• [Problem statement]
Going line by line through the records below, count those with the word "invalid" and give only the count.

• [Data in this exercise]
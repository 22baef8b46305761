//! Generation providers.
//!
//! Concrete [`Generator`] implementations selected by `generation.provider`.
//! Both HTTP providers request a non-streaming completion and hand it back
//! as a single fragment; the dispatcher treats fragment streams uniformly.
//! Failure classification matches [`crate::embedding`].

use std::sync::Arc;
use std::time::Instant;

use anyhow::bail;
use async_trait::async_trait;
use paper_copilot_core::generation::{single_fragment, FragmentStream, Generator};
use paper_copilot_core::{CopilotError, Result};
use reqwest::Client;
use serde::{Deserialize, Serialize};
use tracing::{debug, instrument, warn};

use crate::config::GenerationConfig;
use crate::embedding::{classify_transport, status_is_retryable, DEFAULT_OLLAMA_URL, DEFAULT_OPENAI_URL};

const SYSTEM_PROMPT: &str = "You answer questions about research papers using only the supplied \
context. Every claim carries a citation marker in the requested format.";

pub fn create_generator(config: &GenerationConfig) -> anyhow::Result<Arc<dyn Generator>> {
    match config.provider.as_str() {
        "disabled" => Ok(Arc::new(DisabledGenerator)),
        "openai" => Ok(Arc::new(OpenAIGenerator::new(config)?)),
        "ollama" => Ok(Arc::new(OllamaGenerator::new(config)?)),
        other => bail!("Unknown generation provider: {}", other),
    }
}

/// Client without its own timeout; the dispatcher enforces the deadline.
fn http_client() -> anyhow::Result<Client> {
    Ok(Client::builder().build()?)
}

fn transport_error(e: reqwest::Error) -> CopilotError {
    let (message, retryable) = classify_transport(e);
    CopilotError::generation(message, retryable)
}

fn log_timing(start: Instant, prompt_len: usize, response_len: usize) {
    let elapsed = start.elapsed().as_millis() as u64;
    debug!(response_len, duration_ms = elapsed, "generation complete");
    if elapsed > 30_000 {
        warn!(duration_ms = elapsed, prompt_len, slow = true, "slow generation request");
    }
}

#[derive(Serialize, Deserialize, Clone)]
struct ChatMessage {
    role: String,
    content: String,
}

fn messages(prompt: &str) -> Vec<ChatMessage> {
    vec![
        ChatMessage {
            role: "system".to_string(),
            content: SYSTEM_PROMPT.to_string(),
        },
        ChatMessage {
            role: "user".to_string(),
            content: prompt.to_string(),
        },
    ]
}

// ============ Disabled ============

pub struct DisabledGenerator;

#[async_trait]
impl Generator for DisabledGenerator {
    fn model_name(&self) -> &str {
        "disabled"
    }

    async fn generate(&self, _prompt: &str) -> Result<FragmentStream> {
        Err(CopilotError::generation(
            "generation provider is disabled; set [generation] provider in the config",
            false,
        ))
    }
}

// ============ OpenAI ============

/// Chat completions. Requires `OPENAI_API_KEY`.
pub struct OpenAIGenerator {
    client: Client,
    base_url: String,
    api_key: String,
    model: String,
    temperature: f32,
}

impl OpenAIGenerator {
    pub fn new(config: &GenerationConfig) -> anyhow::Result<Self> {
        let model = config
            .model
            .clone()
            .ok_or_else(|| anyhow::anyhow!("generation.model required for OpenAI provider"))?;
        let api_key = std::env::var("OPENAI_API_KEY")
            .map_err(|_| anyhow::anyhow!("OPENAI_API_KEY environment variable not set"))?;
        let base_url = config
            .url
            .clone()
            .unwrap_or_else(|| DEFAULT_OPENAI_URL.to_string());

        Ok(Self {
            client: http_client()?,
            base_url: base_url.trim_end_matches('/').to_string(),
            api_key,
            model,
            temperature: config.temperature,
        })
    }
}

#[derive(Serialize)]
struct OpenAIChatRequest<'a> {
    model: &'a str,
    messages: Vec<ChatMessage>,
    temperature: f32,
}

#[derive(Deserialize)]
struct OpenAIChatResponse {
    choices: Vec<OpenAIChoice>,
}

#[derive(Deserialize)]
struct OpenAIChoice {
    message: ChatMessage,
}

#[async_trait]
impl Generator for OpenAIGenerator {
    fn model_name(&self) -> &str {
        &self.model
    }

    #[instrument(skip(self, prompt), fields(component = "openai", op = "generate", model = %self.model, prompt_len = prompt.len()))]
    async fn generate(&self, prompt: &str) -> Result<FragmentStream> {
        let start = Instant::now();
        let response = self
            .client
            .post(format!("{}/v1/chat/completions", self.base_url))
            .bearer_auth(&self.api_key)
            .json(&OpenAIChatRequest {
                model: &self.model,
                messages: messages(prompt),
                temperature: self.temperature,
            })
            .send()
            .await
            .map_err(transport_error)?;

        let status = response.status();
        if !status.is_success() {
            let body = response.text().await.unwrap_or_default();
            return Err(CopilotError::generation(
                format!("OpenAI API error {}: {}", status, body),
                status_is_retryable(status),
            ));
        }

        let parsed: OpenAIChatResponse = response.json().await.map_err(|e| {
            CopilotError::generation(format!("invalid OpenAI response: {}", e), false)
        })?;
        let content = parsed
            .choices
            .into_iter()
            .next()
            .map(|c| c.message.content)
            .ok_or_else(|| CopilotError::generation("OpenAI response had no choices", false))?;

        log_timing(start, prompt.len(), content.len());
        Ok(single_fragment(content))
    }
}

// ============ Ollama ============

pub struct OllamaGenerator {
    client: Client,
    base_url: String,
    model: String,
    temperature: f32,
}

impl OllamaGenerator {
    pub fn new(config: &GenerationConfig) -> anyhow::Result<Self> {
        let model = config
            .model
            .clone()
            .ok_or_else(|| anyhow::anyhow!("generation.model required for Ollama provider"))?;
        let base_url = config
            .url
            .clone()
            .unwrap_or_else(|| DEFAULT_OLLAMA_URL.to_string());

        Ok(Self {
            client: http_client()?,
            base_url: base_url.trim_end_matches('/').to_string(),
            model,
            temperature: config.temperature,
        })
    }
}

#[derive(Serialize)]
struct OllamaChatRequest<'a> {
    model: &'a str,
    messages: Vec<ChatMessage>,
    stream: bool,
    options: OllamaOptions,
}

#[derive(Serialize)]
struct OllamaOptions {
    temperature: f32,
}

#[derive(Deserialize)]
struct OllamaChatResponse {
    message: ChatMessage,
}

#[async_trait]
impl Generator for OllamaGenerator {
    fn model_name(&self) -> &str {
        &self.model
    }

    #[instrument(skip(self, prompt), fields(component = "ollama", op = "generate", model = %self.model, prompt_len = prompt.len()))]
    async fn generate(&self, prompt: &str) -> Result<FragmentStream> {
        let start = Instant::now();
        let response = self
            .client
            .post(format!("{}/api/chat", self.base_url))
            .json(&OllamaChatRequest {
                model: &self.model,
                messages: messages(prompt),
                stream: false,
                options: OllamaOptions {
                    temperature: self.temperature,
                },
            })
            .send()
            .await
            .map_err(transport_error)?;

        let status = response.status();
        if !status.is_success() {
            let body = response.text().await.unwrap_or_default();
            return Err(CopilotError::generation(
                format!("Ollama returned {}: {}", status, body),
                status_is_retryable(status),
            ));
        }

        let parsed: OllamaChatResponse = response.json().await.map_err(|e| {
            CopilotError::generation(format!("invalid Ollama response: {}", e), false)
        })?;
        let content = parsed.message.content;

        log_timing(start, prompt.len(), content.len());
        Ok(single_fragment(content))
    }
}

• [Task answer]
2